Endeavor to search for problems and find their solutions is the game everywhere. What about the takers? Their pain points, what ails them, what is hurting them? That is the hard part.

Understanding the takers' views and seeing through what provides them the relief is a difficult job. Something that cannot be avoided if the solution has to work. Validating it with a small audience is the way to know that a genuine need is spotted. The problem appears natural, and takers are eager to see someone alleviate their pain.

Theoretical problems and launching efforts to solve them have become ever easy. Easy access to capital and stories about the vitalities of why solutions are needed aggravates the problem of unclear problems taking up mindshare. Stories as told in glass houses hardly matter. Often stories are imaginary. They apply to some scenarios but are vastly irrelevant to many others.

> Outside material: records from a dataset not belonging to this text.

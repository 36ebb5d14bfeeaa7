//! The out-of-band diagnostic channel.
//!
//! Failure reports from the gate and per-attempt notices from the prober
//! must not travel through the structured-logging pipeline this crate
//! feeds: a failing exporter that logged its own failure into the pipeline
//! would trigger another export, another failure, and so on. A
//! [`DiagnosticsSink`] is a plain-text line writer with no such path back
//! in; the default writes straight to stderr.

use std::fmt::Debug;

/// Receiver for out-of-band diagnostic lines.
///
/// Implementations must not forward lines into any telemetry pipeline that
/// an [`ExportGate`](crate::gate::ExportGate) of this crate may be feeding.
pub trait DiagnosticsSink: Send + Sync + Debug {
    /// Record one diagnostic line.
    fn report(&self, line: &str);
}

/// Default sink: one line per report, written directly to stderr.
#[derive(Debug, Default, Clone, Copy)]
pub struct StderrDiagnostics;

impl DiagnosticsSink for StderrDiagnostics {
    fn report(&self, line: &str) {
        eprintln!("{line}");
    }
}

/// A sink that stores reported lines in memory.
///
/// Useful for testing and debugging. Clones share the same storage, so a
/// clone handed to a gate or prober can be inspected afterwards through the
/// original.
#[cfg(any(feature = "testing", test))]
#[derive(Debug, Clone, Default)]
pub struct InMemoryDiagnostics {
    lines: std::sync::Arc<std::sync::Mutex<Vec<String>>>,
}

#[cfg(any(feature = "testing", test))]
impl InMemoryDiagnostics {
    /// Returns the lines reported so far, oldest first.
    pub fn lines(&self) -> Vec<String> {
        self.lines
            .lock()
            .unwrap_or_else(std::sync::PoisonError::into_inner)
            .clone()
    }

    /// Clears the stored lines.
    pub fn reset(&self) {
        self.lines
            .lock()
            .unwrap_or_else(std::sync::PoisonError::into_inner)
            .clear();
    }
}

#[cfg(any(feature = "testing", test))]
impl DiagnosticsSink for InMemoryDiagnostics {
    fn report(&self, line: &str) {
        self.lines
            .lock()
            .unwrap_or_else(std::sync::PoisonError::into_inner)
            .push(line.to_owned());
    }
}
#[cfg(test)]
mod tests {
    use super::*;
    use crate::diag::InMemoryDiagnostics;
    use crate::error::{ExportError, InstallError};
    use crate::export::{BoxExporter, ExportOutcome, ExportResult, RecordExporter};
    use crate::in_memory_exporter::InMemoryExporter;
    use futures_executor::block_on;
    use futures_util::future::BoxFuture;
    use std::net::TcpListener;
    use std::sync::atomic::{AtomicUsize, Ordering};

    fn in_memory_factory() -> impl ExporterFactory<u32> + 'static {
        |_endpoint: &CollectorEndpoint| -> Result<BoxExporter<u32>, SetupError> {
            Ok(Box::new(InMemoryExporter::<u32>::default()))
        }
    }

    fn ok_pipeline() -> impl TelemetryPipeline<u32> + 'static {
        |_exporter: BoxExporter<u32>| -> Result<(), InstallError> { Ok(()) }
    }

    /// Rejects the first `failures_remaining` installations.
    #[derive(Debug)]
    struct ScriptedPipeline {
        failures_remaining: Arc<AtomicUsize>,
        installs: Arc<AtomicUsize>,
    }

    impl TelemetryPipeline<u32> for ScriptedPipeline {
        fn install_exporter(&self, _exporter: BoxExporter<u32>) -> Result<(), InstallError> {
            let refused = self
                .failures_remaining
                .fetch_update(Ordering::SeqCst, Ordering::SeqCst, |n| n.checked_sub(1))
                .is_ok();
            if refused {
                Err(InstallError::InternalFailure("pipeline not ready".to_string()))
            } else {
                self.installs.fetch_add(1, Ordering::SeqCst);
                Ok(())
            }
        }
    }

    #[derive(Debug)]
    struct RefusingExporter;

    impl RecordExporter for RefusingExporter {
        type Record = u32;

        fn export(&self, _batch: Vec<u32>) -> BoxFuture<'_, ExportResult> {
            Box::pin(std::future::ready(Err(ExportError::InternalFailure(
                "no route to collector".to_string(),
            ))))
        }
    }

    #[test]
    fn probe_defaults_match_documented_values() {
        assert_eq!(DEFAULT_PROBE_INITIAL_BACKOFF, Duration::from_secs(5));
        assert_eq!(DEFAULT_PROBE_MAX_BACKOFF, Duration::from_secs(300));
        assert_eq!(DEFAULT_PROBE_TIMEOUT, Duration::from_millis(500));
    }

    #[test]
    fn start_validates_configuration_synchronously() {
        let err = ReachabilityProber::builder("http://localhost:4318", ok_pipeline(), in_memory_factory())
            .with_initial_backoff(Duration::ZERO)
            .start()
            .unwrap_err();
        assert!(
            matches!(err, SetupError::InvalidConfig { ref name, .. } if name == "initial_backoff")
        );

        let err = ReachabilityProber::builder("http://localhost:4318", ok_pipeline(), in_memory_factory())
            .with_initial_backoff(Duration::from_secs(10))
            .with_max_backoff(Duration::from_secs(5))
            .start()
            .unwrap_err();
        assert!(matches!(err, SetupError::InvalidConfig { ref name, .. } if name == "max_backoff"));

        let err = ReachabilityProber::builder("http://localhost:4318", ok_pipeline(), in_memory_factory())
            .with_probe_timeout(Duration::ZERO)
            .start()
            .unwrap_err();
        assert!(
            matches!(err, SetupError::InvalidConfig { ref name, .. } if name == "probe_timeout")
        );

        let err = ReachabilityProber::builder("not an endpoint", ok_pipeline(), in_memory_factory())
            .start()
            .unwrap_err();
        assert!(matches!(err, SetupError::InvalidEndpoint(_, _)));
    }

    #[test]
    fn attach_retries_until_the_pipeline_accepts() {
        let listener = TcpListener::bind("127.0.0.1:0").unwrap();
        let port = listener.local_addr().unwrap().port();

        let installs = Arc::new(AtomicUsize::new(0));
        let pipeline = ScriptedPipeline {
            failures_remaining: Arc::new(AtomicUsize::new(2)),
            installs: installs.clone(),
        };
        let diag = InMemoryDiagnostics::default();

        let prober = ReachabilityProber::builder(
            format!("http://127.0.0.1:{port}"),
            pipeline,
            in_memory_factory(),
        )
        .with_initial_backoff(Duration::from_millis(10))
        .with_max_backoff(Duration::from_millis(40))
        .with_diagnostics(Arc::new(diag.clone()))
        .start()
        .unwrap();

        let notice = prober
            .wait_for_attach(Duration::from_secs(5))
            .expect("prober never attached");
        assert_eq!(notice.attempts, 3);
        prober.join();

        assert_eq!(installs.load(Ordering::SeqCst), 1);
        let lines = diag.lines();
        assert_eq!(
            lines.iter().filter(|l| l.contains("failed to attach")).count(),
            2
        );
        assert_eq!(
            lines
                .iter()
                .filter(|l| l.contains("(after 3 attempts)"))
                .count(),
            1
        );
    }

    #[test]
    fn the_prober_attaches_once_the_collector_is_reachable() {
        // Reserve a port, then release it so the first probes fail.
        let listener = TcpListener::bind("127.0.0.1:0").unwrap();
        let port = listener.local_addr().unwrap().port();
        drop(listener);

        let installs = Arc::new(AtomicUsize::new(0));
        let pipeline_installs = installs.clone();
        let diag = InMemoryDiagnostics::default();

        let prober = ReachabilityProber::builder(
            format!("http://127.0.0.1:{port}"),
            move |_exporter: BoxExporter<u32>| -> Result<(), InstallError> {
                pipeline_installs.fetch_add(1, Ordering::SeqCst);
                Ok(())
            },
            in_memory_factory(),
        )
        .with_initial_backoff(Duration::from_millis(20))
        .with_max_backoff(Duration::from_millis(20))
        .with_diagnostics(Arc::new(diag.clone()))
        .start()
        .unwrap();

        assert!(prober.wait_for_attach(Duration::from_millis(100)).is_none());
        assert!(!prober.is_finished());

        let _listener = TcpListener::bind(("127.0.0.1", port)).unwrap();
        let notice = prober
            .wait_for_attach(Duration::from_secs(5))
            .expect("prober never attached");
        assert!(notice.attempts >= 2, "attempts: {}", notice.attempts);
        prober.join();

        assert_eq!(installs.load(Ordering::SeqCst), 1);
        let lines = diag.lines();
        assert!(lines.iter().any(|l| l.contains("not reachable")));
        assert!(lines.iter().any(|l| l.contains("exporter attached")));
    }

    /// Records every line and binds the probe port right after the fourth
    /// "not reachable" report, so the fifth probe finds a listener.
    #[derive(Debug)]
    struct PortOpeningSink {
        port: u16,
        unreachable_seen: AtomicUsize,
        listener: Mutex<Option<TcpListener>>,
        lines: InMemoryDiagnostics,
    }

    impl DiagnosticsSink for PortOpeningSink {
        fn report(&self, line: &str) {
            self.lines.report(line);
            if line.contains("not reachable")
                && self.unreachable_seen.fetch_add(1, Ordering::SeqCst) == 3
            {
                let listener =
                    TcpListener::bind(("127.0.0.1", self.port)).expect("rebind probe port");
                *self.listener.lock().unwrap() = Some(listener);
            }
        }
    }

    #[test]
    fn four_unreachable_probes_are_each_reported_then_one_attach() {
        // Reserve a port, then release it so exactly the first four probes
        // fail; the sink re-binds it during the fourth report.
        let listener = TcpListener::bind("127.0.0.1:0").unwrap();
        let port = listener.local_addr().unwrap().port();
        drop(listener);

        let lines = InMemoryDiagnostics::default();
        let sink = Arc::new(PortOpeningSink {
            port,
            unreachable_seen: AtomicUsize::new(0),
            listener: Mutex::new(None),
            lines: lines.clone(),
        });

        let installs = Arc::new(AtomicUsize::new(0));
        let pipeline_installs = installs.clone();
        let prober = ReachabilityProber::builder(
            format!("http://127.0.0.1:{port}"),
            move |_exporter: BoxExporter<u32>| -> Result<(), InstallError> {
                pipeline_installs.fetch_add(1, Ordering::SeqCst);
                Ok(())
            },
            in_memory_factory(),
        )
        .with_initial_backoff(Duration::from_millis(10))
        .with_max_backoff(Duration::from_millis(10))
        .with_diagnostics(sink)
        .start()
        .unwrap();

        let notice = prober
            .wait_for_attach(Duration::from_secs(5))
            .expect("prober never attached");
        assert_eq!(notice, AttachNotice { attempts: 5 });
        prober.join();

        assert_eq!(installs.load(Ordering::SeqCst), 1);
        let lines = lines.lines();
        assert_eq!(
            lines.iter().filter(|l| l.contains("not reachable")).count(),
            4
        );
        assert_eq!(
            lines.iter().filter(|l| l.contains("failed to attach")).count(),
            0
        );
        assert_eq!(
            lines
                .iter()
                .filter(|l| l.contains("(after 5 attempts)"))
                .count(),
            1
        );
    }

    #[test]
    fn an_endpoint_without_a_derivable_port_is_retried_forever() {
        let installs = Arc::new(AtomicUsize::new(0));
        let pipeline_installs = installs.clone();
        let diag = InMemoryDiagnostics::default();

        let prober = ReachabilityProber::builder(
            "tcp://127.0.0.1",
            move |_exporter: BoxExporter<u32>| -> Result<(), InstallError> {
                pipeline_installs.fetch_add(1, Ordering::SeqCst);
                Ok(())
            },
            in_memory_factory(),
        )
        .with_initial_backoff(Duration::from_millis(10))
        .with_max_backoff(Duration::from_millis(20))
        .with_diagnostics(Arc::new(diag.clone()))
        .start()
        .unwrap();

        assert!(prober.wait_for_attach(Duration::from_millis(150)).is_none());
        assert!(!prober.is_finished());
        assert_eq!(installs.load(Ordering::SeqCst), 0);
        assert!(
            diag.lines()
                .iter()
                .filter(|l| l.contains("no port can be derived"))
                .count()
                >= 2
        );
        // Dropping the handle detaches the probe thread.
        drop(prober);
    }

    #[test]
    fn attached_exporters_are_gated_with_the_probers_sink() {
        let listener = TcpListener::bind("127.0.0.1:0").unwrap();
        let port = listener.local_addr().unwrap().port();

        let slot: Arc<Mutex<Option<BoxExporter<u32>>>> = Arc::new(Mutex::new(None));
        let pipeline_slot = slot.clone();
        let diag = InMemoryDiagnostics::default();

        let prober = ReachabilityProber::builder(
            format!("http://127.0.0.1:{port}"),
            move |exporter: BoxExporter<u32>| -> Result<(), InstallError> {
                *pipeline_slot.lock().unwrap() = Some(exporter);
                Ok(())
            },
            |_endpoint: &CollectorEndpoint| -> Result<BoxExporter<u32>, SetupError> {
                Ok(Box::new(RefusingExporter))
            },
        )
        .with_initial_backoff(Duration::from_millis(10))
        .with_max_backoff(Duration::from_millis(10))
        .with_diagnostics(Arc::new(diag.clone()))
        .start()
        .unwrap();

        prober
            .wait_for_attach(Duration::from_secs(5))
            .expect("prober never attached");
        prober.join();

        let mut slot = slot.lock().unwrap();
        let exporter = slot.as_mut().expect("no exporter installed");
        let outcome = block_on(exporter.export(vec![9])).unwrap();
        assert_eq!(outcome, ExportOutcome::Suppressed);
        assert!(
            diag.lines()
                .iter()
                .any(|l| l.contains("telemetry export failed"))
        );
    }
}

Early takers are the real deal. They are the ones with real needs. And yet, they are walked over for all they are willing to share about the depths and widths of their pain. They are eager to tell how they have been shouting from rooftops about it and how they were taken on a ride. Not once, often. They see a blue-eyed boy around the corner. Their hope is you are different, unlike those that came before. They want to pour their heart out. Until they find that you are hopping over despite their faith in you. They trusted you with their money and reputation. You thank them. They are delighted and wait to engage further only to find that we passed them over.

Finding intelligence through passive product usage metrics is popular but insufficient. Nuances of business intricacies and inadequacies in daily battles come from those that trusted you.

The use cases lie in the arteries of work. They are also with those that guard those arteries.

It is never a good idea to focus on the transactions and ignore the path where your work, effort, or product is applied. Real problems and expectations of immediate relief lie on the unseen route. And with those traversing them routinely.

Use cases come from committed users. Do you know them? Embark on helping only when you encounter them. Find a few. That is enough.

See even one. That is a good start! 

Engage.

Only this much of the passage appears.